Search code examples
pythonduplicatesbiopythonfasta

Remove duplicated sequences in FASTA with Python


I apologize if the question has been asked before, but I have been searching for days and could not find a solution in Python.

I have a large fasta file, containing headers and sequences.

>cavPor3_rmsk_tRNA-Leu-TTA(m) range=chrM:2643-2717 5'pad=0 3'pad=0 strand=+ repeatMasking=none
GTTAAGGTGGCAGAGCCGGTAATTGCATAAAATTTAAGACTTTACTCTCA
GAGGTTCAACTCCTCTCCTTAACAC

>cavPor3_rmsk_tRNA-Gln-CAA_ range=chrM:3745-3815 5'pad=0 3'pad=0 strand=- repeatMasking=none
AGAGGGTCATAAAGGTTATGGGGTTGGCTTGAAACCAGCTTTAGGGGGTT
CAATTCCTTCCTCTCT

>cavPor3_rmsk_tRNA-Ser-TCA(m) range=chrM:6875-6940 5'pad=0 3'pad=0 strand=- repeatMasking=none
AGAGGGTCATAAAGGTTATGGGGTTGGCTTGAAACCAGCTTTAGGGGGTT
CAATTCCTTCCTCTCT

This is a very small fragment of what the file looks like.
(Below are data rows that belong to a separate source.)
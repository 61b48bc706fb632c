//! Callback bridge
//!
//! Turns the engine's output and input requests into console operations.
//! Output is written verbatim and flushed before the callback returns; input
//! is read one line at a time with a prompt. End of input is either turned
//! into the shutdown sentence (non-interactive) or into a cancellation request
//! on the current session (interactive).
//!
//! The engine reaches a bridge through the `extern "system"` trampolines in
//! [`routes`], keyed by instance handle.

use std::ffi::{c_char, CString};
use std::io::{self, BufRead, BufReader, IsTerminal, Read, Write};
use std::sync::OnceLock;

use parking_lot::Mutex;
use serde::{Deserialize, Serialize};
use tracing::{debug, info, warn};

use crate::engine::OutputKind;
use crate::interrupt::CancelCounter;

pub mod routes;

/// Longest line handed to the engine in one input request.
pub const MAX_INPUT: usize = 30000;

/// Sentence that makes the engine shut down cleanly.
pub const SHUTDOWN_SENTENCE: &str = "2!:55''";

/// Prompt used by the read loop.
pub const DEFAULT_PROMPT: &str = "   ";

/// One output notification from the engine.
#[derive(Debug, Clone, Copy, PartialEq, Eq)]
pub enum OutputEvent<'a> {
    /// The engine asks the host to terminate with this status.
    Exit(i32),
    /// Text to show on the console.
    Text { kind: OutputKind, payload: &'a [u8] },
}

/// Called with the status of an `Exit` event.
pub type ExitHook = Box<dyn Fn(i32) + Send + Sync>;

/// Console configuration
#[derive(Debug, Clone, Serialize, Deserialize)]
pub struct ConsoleConfig {
    /// Prompt written before each read
    #[serde(default = "default_prompt")]
    pub prompt: String,
    /// Maximum bytes delivered per input request
    #[serde(default = "default_max_input")]
    pub max_input: usize,
    /// Sentence returned once input is exhausted
    #[serde(default = "default_shutdown_sentence")]
    pub shutdown_sentence: String,
}

fn default_prompt() -> String {
    DEFAULT_PROMPT.to_string()
}

fn default_max_input() -> usize {
    MAX_INPUT
}

fn default_shutdown_sentence() -> String {
    SHUTDOWN_SENTENCE.to_string()
}

impl Default for ConsoleConfig {
    fn default() -> Self {
        Self {
            prompt: default_prompt(),
            max_input: default_max_input(),
            shutdown_sentence: default_shutdown_sentence(),
        }
    }
}

struct InputState {
    reader: Box<dyn BufRead + Send>,
    /// Last line handed out through the raw input path.
    line: CString,
    exhausted: bool,
}

/// Console side of the engine callbacks.
pub struct CallbackBridge {
    input: Mutex<InputState>,
    output: Mutex<Box<dyn Write + Send>>,
    interactive: bool,
    max_input: usize,
    shutdown: CString,
    cancel: Mutex<Option<CancelCounter>>,
    exit_status: OnceLock<i32>,
    on_exit: ExitHook,
}

impl std::fmt::Debug for CallbackBridge {
    fn fmt(
        &self,
        f: &mut std::fmt::Formatter<'_>,
    ) -> std::fmt::Result {
        f.debug_struct("CallbackBridge")
            .field("interactive", &self.interactive)
            .field("max_input", &self.max_input)
            .field("exit_status", &self.exit_status.get())
            .finish_non_exhaustive()
    }
}

impl CallbackBridge {
    /// Bridge over arbitrary streams. The exit hook defaults to recording the
    /// status only.
    pub fn new(
        reader: impl BufRead + Send + 'static,
        writer: impl Write + Send + 'static,
        interactive: bool,
        config: &ConsoleConfig,
    ) -> Self {
        // Interior NULs cannot reach the engine; cut the sentence there.
        let shutdown = config.shutdown_sentence.split('\0').next().unwrap_or_default();
        Self {
            input: Mutex::new(InputState {
                reader: Box::new(reader),
                line: CString::default(),
                exhausted: false,
            }),
            output: Mutex::new(Box::new(writer)),
            interactive,
            max_input: config.max_input.max(1),
            shutdown: CString::new(shutdown).unwrap_or_default(),
            cancel: Mutex::new(None),
            exit_status: OnceLock::new(),
            on_exit: Box::new(|_| {}),
        }
    }

    /// Bridge over the process's standard streams; interactive when standard
    /// input is a terminal.
    pub fn stdio(config: &ConsoleConfig) -> Self {
        let stdin = io::stdin();
        let interactive = stdin.is_terminal();
        debug!(interactive, "console attached to standard streams");
        Self::new(BufReader::new(stdin), io::stdout(), interactive, config)
    }

    /// Replace the action taken on an `Exit` event.
    pub fn with_exit_hook(
        mut self,
        hook: impl Fn(i32) + Send + Sync + 'static,
    ) -> Self {
        self.on_exit = Box::new(hook);
        self
    }

    /// Session whose break cell receives end-of-input cancellation requests.
    pub fn set_cancel_target(&self, counter: Option<CancelCounter>) {
        *self.cancel.lock() = counter;
    }

    pub fn is_interactive(&self) -> bool {
        self.interactive
    }

    /// Status recorded by the first `Exit` event, if any.
    pub fn exit_status(&self) -> Option<i32> {
        self.exit_status.get().copied()
    }

    /// Handle one output event.
    pub fn on_output(&self, event: OutputEvent<'_>) {
        match event {
            OutputEvent::Exit(status) => {
                if let Err(e) = self.output.lock().flush() {
                    warn!("failed to flush console output: {}", e);
                }
                if self.exit_status.set(status).is_err() {
                    debug!(status, "exit already recorded");
                }
                info!(status, "engine requested exit");
                (self.on_exit)(status);
            }
            OutputEvent::Text { kind, payload } => {
                let mut output = self.output.lock();
                let written = output.write_all(payload).and_then(|_| output.flush());
                if let Err(e) = written {
                    warn!(?kind, "failed to write engine output: {}", e);
                }
            }
        }
    }

    /// Prompt for and return the next line of input.
    pub fn on_input(&self, prompt: &str) -> String {
        String::from_utf8_lossy(&self.on_input_bytes(prompt.as_bytes())).into_owned()
    }

    /// As [`on_input`](Self::on_input), without assuming the console is UTF-8.
    pub fn on_input_bytes(&self, prompt: &[u8]) -> Vec<u8> {
        let mut state = self.input.lock();
        self.next_line(&mut state, prompt)
    }

    /// Input path used by the engine: the returned pointer stays valid until
    /// the next input request on this bridge.
    pub(crate) fn on_input_raw(&self, prompt: &[u8]) -> *const c_char {
        let mut state = self.input.lock();
        let line = self.next_line(&mut state, prompt);
        state.line = CString::new(line).unwrap_or_default();
        state.line.as_ptr()
    }

    fn next_line(
        &self,
        state: &mut InputState,
        prompt: &[u8],
    ) -> Vec<u8> {
        if state.exhausted {
            return self.shutdown.as_bytes().to_vec();
        }
        self.write_console(prompt);
        loop {
            if let Some(line) = self.read_line(state) {
                return line;
            }
            if !self.interactive {
                debug!("input exhausted, requesting shutdown");
                state.exhausted = true;
                return self.shutdown.as_bytes().to_vec();
            }
            self.write_console(b"\n");
            if let Some(counter) = self.cancel.lock().as_ref() {
                let value = counter.request_cancel();
                debug!(value, "end of interactive input, break requested");
            }
        }
    }

    /// One line without its terminator, cut at the first NUL. `None` at end
    /// of input; read errors count as end of input.
    fn read_line(&self, state: &mut InputState) -> Option<Vec<u8>> {
        let mut line = Vec::new();
        let limit = self.max_input as u64;
        match (&mut state.reader).take(limit).read_until(b'\n', &mut line) {
            Ok(0) => None,
            Ok(_) => {
                if line.last() == Some(&b'\n') {
                    line.pop();
                    if line.last() == Some(&b'\r') {
                        line.pop();
                    }
                }
                if let Some(nul) = line.iter().position(|&b| b == 0) {
                    line.truncate(nul);
                }
                Some(line)
            }
            Err(e) => {
                warn!("failed to read console input: {}", e);
                None
            }
        }
    }

    fn write_console(&self, bytes: &[u8]) {
        let mut output = self.output.lock();
        if let Err(e) = output.write_all(bytes).and_then(|_| output.flush()) {
            warn!("failed to write to console: {}", e);
        }
    }
}

#[cfg(test)]
mod tests;
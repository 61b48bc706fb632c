//! Read-eval loop driver
//!
//! Creates one session, wires its callbacks to a [`CallbackBridge`], submits
//! the bootstrap sentence and then alternates between reading a line and
//! submitting it. The loop ends only through the engine's exit event.
//!
//! [`host`] runs a driver over an owned registry and shuts the registry down
//! when the loop returns. A terminating exit hook ends the process from
//! inside the loop, so on that path the registry is never shut down and its
//! sessions live until process exit.
//!
//! ```text
//! Init ──start──▶ Running ──Exit(status)──▶ Terminated(status)
//! ```

use std::ffi::{CString, NulError};
use std::sync::Arc;

use thiserror::Error;
use tracing::{debug, warn};

use crate::console::routes::{self, Route};
use crate::console::{CallbackBridge, DEFAULT_PROMPT};
use crate::engine::Engine;
use crate::interrupt::{ArmedInterrupt, CancelCounter, InterruptBridge};
use crate::registry::{Lease, Registry, RegistryError, SessionId};

pub mod bootstrap;

pub use bootstrap::{Bootstrap, StartupMode};

/// Driver lifecycle
#[derive(Debug, Clone, Copy, PartialEq, Eq)]
pub enum DriverState {
    Init,
    Running,
    Terminated(i32),
}

/// Driver errors
#[derive(Debug, Error)]
pub enum DriverError {
    #[error("failed to create engine session: {0}")]
    Registry(#[from] RegistryError),

    #[error("driver already started")]
    AlreadyStarted,

    #[error("driver has no session; call start first")]
    NotStarted,

    #[error("sentence contains a NUL byte")]
    InteriorNul(#[from] NulError),
}

/// Driver options
#[derive(Debug, Clone)]
pub struct DriverOptions {
    /// Prompt for each line read by the loop
    pub prompt: String,
    /// Route interrupt signals to the session's break cell
    pub handle_interrupts: bool,
}

impl Default for DriverOptions {
    fn default() -> Self {
        Self {
            prompt: DEFAULT_PROMPT.to_string(),
            handle_interrupts: true,
        }
    }
}

struct ActiveSession<E: Engine> {
    session: Lease<E>,
    _route: Route,
    interrupt: Option<ArmedInterrupt>,
}

impl<E: Engine> Drop for ActiveSession<E> {
    fn drop(&mut self) {
        if self.interrupt.is_some() {
            if let Err(e) = InterruptBridge::uninstall() {
                warn!("failed to remove interrupt handler: {}", e);
            }
        }
    }
}

/// Console read-eval loop over one engine session.
pub struct ReplDriver<E: Engine> {
    registry: Arc<Registry<E>>,
    bridge: Arc<CallbackBridge>,
    options: DriverOptions,
    active: Option<ActiveSession<E>>,
}

impl<E: Engine> ReplDriver<E> {
    pub fn new(
        registry: Arc<Registry<E>>,
        bridge: Arc<CallbackBridge>,
        options: DriverOptions,
    ) -> Self {
        Self {
            registry,
            bridge,
            options,
            active: None,
        }
    }

    pub fn state(&self) -> DriverState {
        match (&self.active, self.bridge.exit_status()) {
            (_, Some(status)) => DriverState::Terminated(status),
            (None, None) => DriverState::Init,
            (Some(_), None) => DriverState::Running,
        }
    }

    /// Id of the driven session once started.
    pub fn session(&self) -> Option<SessionId> {
        self.active.as_ref().map(|active| active.session.id())
    }

    pub fn bridge(&self) -> &Arc<CallbackBridge> {
        &self.bridge
    }

    /// Create the session, install callbacks and interrupt routing, and
    /// submit the bootstrap sentence once. Its status is not inspected.
    pub fn start(
        &mut self,
        bootstrap: &Bootstrap,
    ) -> Result<SessionId, DriverError> {
        if self.active.is_some() {
            return Err(DriverError::AlreadyStarted);
        }
        let sentence = CString::new(bootstrap.sentence())?;

        let id = self.registry.acquire()?;
        let session = self.registry.lookup(id)?;
        let route = routes::register(session.handle(), Arc::clone(&self.bridge));
        session.set_callbacks(&routes::callbacks());

        let counter = CancelCounter::resolve(&session);
        if counter.is_none() {
            warn!(session = %id, "engine instance exposes no break cell, interrupts disabled");
        }
        self.bridge.set_cancel_target(counter.clone());
        let interrupt = match counter {
            Some(counter) if self.options.handle_interrupts => match InterruptBridge::install() {
                Ok(()) => Some(InterruptBridge::arm(counter)),
                Err(e) => {
                    warn!("failed to install interrupt handler: {}", e);
                    None
                }
            },
            _ => None,
        };

        self.active = Some(ActiveSession {
            session: Arc::clone(&session),
            _route: route,
            interrupt,
        });

        debug!(session = %id, mode = ?bootstrap.mode(), "submitting bootstrap sentence");
        let status = session.execute(&sentence);
        debug!(session = %id, status, "bootstrap sentence finished");
        Ok(id)
    }

    /// Read one line and submit it; the engine's status is not inspected.
    pub fn step(&self) -> Result<(), DriverError> {
        let active = self.active.as_ref().ok_or(DriverError::NotStarted)?;
        let line = self.bridge.on_input_bytes(self.options.prompt.as_bytes());
        let sentence = CString::new(line)?;
        active.session.execute(&sentence);
        Ok(())
    }

    /// Step until the engine reports exit and return its status. With a
    /// terminating exit hook this never returns.
    pub fn run(&mut self) -> Result<i32, DriverError> {
        loop {
            if let Some(status) = self.bridge.exit_status() {
                return Ok(status);
            }
            self.step()?;
        }
    }
}

/// Start a driver over `registry`, run it until the engine exits and shut
/// the registry down. Returns the engine's exit status.
pub fn host<E: Engine>(
    registry: Registry<E>,
    bridge: Arc<CallbackBridge>,
    options: DriverOptions,
    bootstrap: &Bootstrap,
) -> Result<i32, DriverError> {
    let registry = Arc::new(registry);
    let result = {
        let mut driver = ReplDriver::new(Arc::clone(&registry), bridge, options);
        driver.start(bootstrap).and_then(|_| driver.run())
    };
    match Arc::try_unwrap(registry) {
        Ok(registry) => registry.shutdown(),
        Err(_) => warn!("session registry still shared, shutdown skipped"),
    }
    result
}

/// End the process with the engine's exit status.
pub fn terminate(status: i32) -> ! {
    debug!(status, "terminating");
    std::process::exit(status)
}
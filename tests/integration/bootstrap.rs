//! Bootstrap sentence tests

use jsm::repl::bootstrap::{argv_literal, quote, PROFILE_SCRIPT};
use jsm::repl::{Bootstrap, StartupMode};
use std::path::Path;

fn args(items: &[&str]) -> Vec<String> {
    items.iter().map(|item| item.to_string()).collect()
}

#[test]
fn test_default_mode_runs_profile() {
    let boot = Bootstrap::new("/opt/j/bin/jsm", &[], Path::new("/opt/j/bin"));
    assert_eq!(boot.mode(), StartupMode::Profile);
    assert_eq!(
        boot.sentence(),
        "(3 : '0!:0 y')<BINPATH,'/profile.ijs'[ARGV_z_=:,<'/opt/j/bin/jsm'[BINPATH_z_=:'/opt/j/bin'"
    );
    assert!(boot.sentence().contains(PROFILE_SCRIPT));
}

#[test]
fn test_profile_flag_with_script() {
    let boot = Bootstrap::new(
        "jsm",
        &args(&["-jprofile", "boot.ijs", "x"]),
        Path::new("/j"),
    );
    assert_eq!(boot.mode(), StartupMode::ScriptProfile);
    assert_eq!(
        boot.sentence(),
        "(3 : '0!:0 y')2{ARGV[ARGV_z_=:'jsm';'-jprofile';'boot.ijs';'x'[BINPATH_z_=:'/j'"
    );
}

#[test]
fn test_profile_flag_alone_runs_nothing() {
    let boot = Bootstrap::new("jsm", &args(&["-jprofile"]), Path::new("/j"));
    assert_eq!(boot.mode(), StartupMode::NoProfile);
    assert_eq!(
        boot.sentence(),
        "i.0 0[ARGV_z_=:'jsm';'-jprofile'[BINPATH_z_=:'/j'"
    );
}

#[test]
fn test_quotes_are_doubled_everywhere() {
    let boot = Bootstrap::new(
        "jsm",
        &args(&["it's"]),
        Path::new("/home/o'brien/j"),
    );
    let sentence = boot.sentence();
    assert!(sentence.contains("[ARGV_z_=:'jsm';'it''s'["));
    assert!(sentence.ends_with("[BINPATH_z_=:'/home/o''brien/j'"));
}

#[test]
fn test_argv_keeps_program_first() {
    let boot = Bootstrap::new("prog", &args(&["a", "b"]), Path::new("/"));
    assert_eq!(boot.argv(), ["prog", "a", "b"]);
    assert_eq!(argv_literal(boot.argv()), "'prog';'a';'b'");
    assert_eq!(quote("'"), "''''");
}
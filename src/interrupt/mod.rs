//! Interrupt bridge
//!
//! Delivers a cooperative break request to a running engine instance from a
//! context where only async-signal-safe work is allowed: no locks, no
//! allocation, no registry calls. The request is a single atomic increment of
//! the instance's break cell; the engine polls and clears that cell at its own
//! checkpoints. Nothing is forcibly unblocked or aborted.
//!
//! # Break cell contract (version 1)
//!
//! The first machine word of every engine instance holds the address of the
//! instance's break byte. This is the only assumption made about the
//! instance layout; the host increments the byte and never reads meaning
//! into it beyond that.
//!
//! ```text
//! instance ──▶ [ *break_cell | engine-private state ... ]
//!                   │
//!                   └──▶ u8 break cell  (host: +1, engine: poll/clear)
//! ```

use std::ffi::c_int;
use std::io;
use std::ptr::{self, NonNull};
use std::sync::atomic::{AtomicPtr, AtomicU8, Ordering};
use std::sync::Arc;

use parking_lot::Mutex;
use tracing::debug;

use crate::engine::Engine;
use crate::registry::Lease;

/// Version of the break cell layout contract with the engine.
pub const BREAK_CONTRACT_VERSION: u32 = 1;

/// Word offset of the break cell pointer inside an engine instance.
const BREAK_CELL_OFFSET: usize = 0;

/// Break cell the signal handler increments; null when nothing is armed.
static ACTIVE_TARGET: AtomicPtr<u8> = AtomicPtr::new(ptr::null_mut());

/// Every counter that was ever armed. A handler may still hold a target it
/// loaded before the disarm, so these instances are never freed.
static PINNED: Mutex<Vec<CancelCounter>> = parking_lot::const_mutex(Vec::new());

/// Capability to request cancellation of one engine instance.
///
/// Holds a lease on the session, so the instance (and its break cell) stays
/// alive for as long as the counter exists.
#[derive(Clone)]
pub struct CancelCounter {
    cell: NonNull<u8>,
    _lease: Arc<dyn Send + Sync>,
}

// SAFETY: the cell is only ever accessed through `AtomicU8`.
unsafe impl Send for CancelCounter {}
// SAFETY: see `Send`.
unsafe impl Sync for CancelCounter {}

impl std::fmt::Debug for CancelCounter {
    fn fmt(
        &self,
        f: &mut std::fmt::Formatter<'_>,
    ) -> std::fmt::Result {
        f.debug_struct("CancelCounter")
            .field("cell", &self.cell)
            .finish_non_exhaustive()
    }
}

impl CancelCounter {
    /// Locate the break cell of a session's instance. `None` if the instance
    /// publishes a null break cell.
    pub fn resolve<E: Engine>(session: &Lease<E>) -> Option<Self> {
        let instance = session.handle().as_ptr().cast::<*mut u8>();
        // SAFETY: break cell contract v1; the instance starts with a
        // pointer-sized slot holding the break cell address, and the lease
        // keeps the instance alive.
        let cell = unsafe { instance.add(BREAK_CELL_OFFSET).read() };
        let cell = NonNull::new(cell)?;
        let lease: Arc<dyn Send + Sync> = session.clone();
        Some(Self {
            cell,
            _lease: lease,
        })
    }

    /// Increment the break cell by one and return its new value.
    ///
    /// Async-signal-safe and never blocks.
    #[inline]
    pub fn request_cancel(&self) -> u8 {
        bump(self.cell.as_ptr())
    }

    /// Current break cell value.
    pub fn value(&self) -> u8 {
        // SAFETY: the cell is live while the lease is held.
        unsafe { AtomicU8::from_ptr(self.cell.as_ptr()) }.load(Ordering::Relaxed)
    }
}

#[inline]
fn bump(cell: *mut u8) -> u8 {
    // SAFETY: callers only pass break cells of live instances.
    let cell = unsafe { AtomicU8::from_ptr(cell) };
    cell.fetch_add(1, Ordering::Relaxed).wrapping_add(1)
}

/// Process-wide interrupt signal routing.
pub struct InterruptBridge;

impl InterruptBridge {
    /// Install the interrupt signal handler.
    pub fn install() -> io::Result<()> {
        // SAFETY: the handler only performs an atomic load, an atomic
        // increment and `signal`, all async-signal-safe.
        let previous = unsafe { libc::signal(libc::SIGINT, handler_address()) };
        if previous == libc::SIG_ERR {
            return Err(io::Error::last_os_error());
        }
        debug!("interrupt handler installed");
        Ok(())
    }

    /// Restore the default interrupt disposition.
    pub fn uninstall() -> io::Result<()> {
        // SAFETY: restoring the default disposition has no preconditions.
        let previous = unsafe { libc::signal(libc::SIGINT, libc::SIG_DFL) };
        if previous == libc::SIG_ERR {
            return Err(io::Error::last_os_error());
        }
        debug!("interrupt handler removed");
        Ok(())
    }

    /// Make `counter` the target of interrupt signals until the returned
    /// guard is dropped. The counter's session is kept alive for the rest of
    /// the process, even after it is released.
    pub fn arm(counter: CancelCounter) -> ArmedInterrupt {
        PINNED.lock().push(counter.clone());
        ACTIVE_TARGET.store(counter.cell.as_ptr(), Ordering::Release);
        ArmedInterrupt { counter }
    }

    /// Deliver one cancellation request to the armed target. Returns whether
    /// a target was armed. This is the whole body of the signal handler.
    pub fn deliver() -> bool {
        let target = ACTIVE_TARGET.load(Ordering::Acquire);
        if target.is_null() {
            return false;
        }
        bump(target);
        true
    }
}

/// An armed interrupt target; disarms on drop.
#[derive(Debug)]
pub struct ArmedInterrupt {
    counter: CancelCounter,
}

impl ArmedInterrupt {
    pub fn counter(&self) -> &CancelCounter {
        &self.counter
    }
}

impl Drop for ArmedInterrupt {
    fn drop(&mut self) {
        // Only disarm if no later arm replaced this target.
        let _ = ACTIVE_TARGET.compare_exchange(
            self.counter.cell.as_ptr(),
            ptr::null_mut(),
            Ordering::AcqRel,
            Ordering::Acquire,
        );
    }
}

extern "C" fn on_interrupt(_signal: c_int) {
    InterruptBridge::deliver();
    // Some platforms reset the disposition after each delivery.
    // SAFETY: `signal` is async-signal-safe.
    unsafe {
        libc::signal(libc::SIGINT, handler_address());
    }
}

fn handler_address() -> libc::sighandler_t {
    on_interrupt as extern "C" fn(c_int) as libc::sighandler_t
}

#[cfg(test)]
mod tests;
I want to keep only the first entry (header and sequence) if, as you can see for the last two entries, the sequences are the same.

The output would look like this:

>cavPor3_rmsk_tRNA-Leu-TTA(m) range=chrM:2643-2717 5'pad=0 3'pad=0 strand=+ repeatMasking=none
GTTAAGGTGGCAGAGCCGGTAATTGCATAAAATTTAAGACTTTACTCTCA
GAGGTTCAACTCCTCTCCTTAACAC

>cavPor3_rmsk_tRNA-Gln-CAA_ range=chrM:3745-3815 5'pad=0 3'pad=0 strand=- repeatMasking=none
AGAGGGTCATAAAGGTTATGGGGTTGGCTTGAAACCAGCTTTAGGGGGTT
CAATTCCTTCCTCTCT

The problem is that the FASTA file is over one gigabyte in size. I have found ways of solving this by removing duplicates based on duplicate IDs or by using bash, but sadly I can't do this on my computer. This task is for a research project, not a homework or task.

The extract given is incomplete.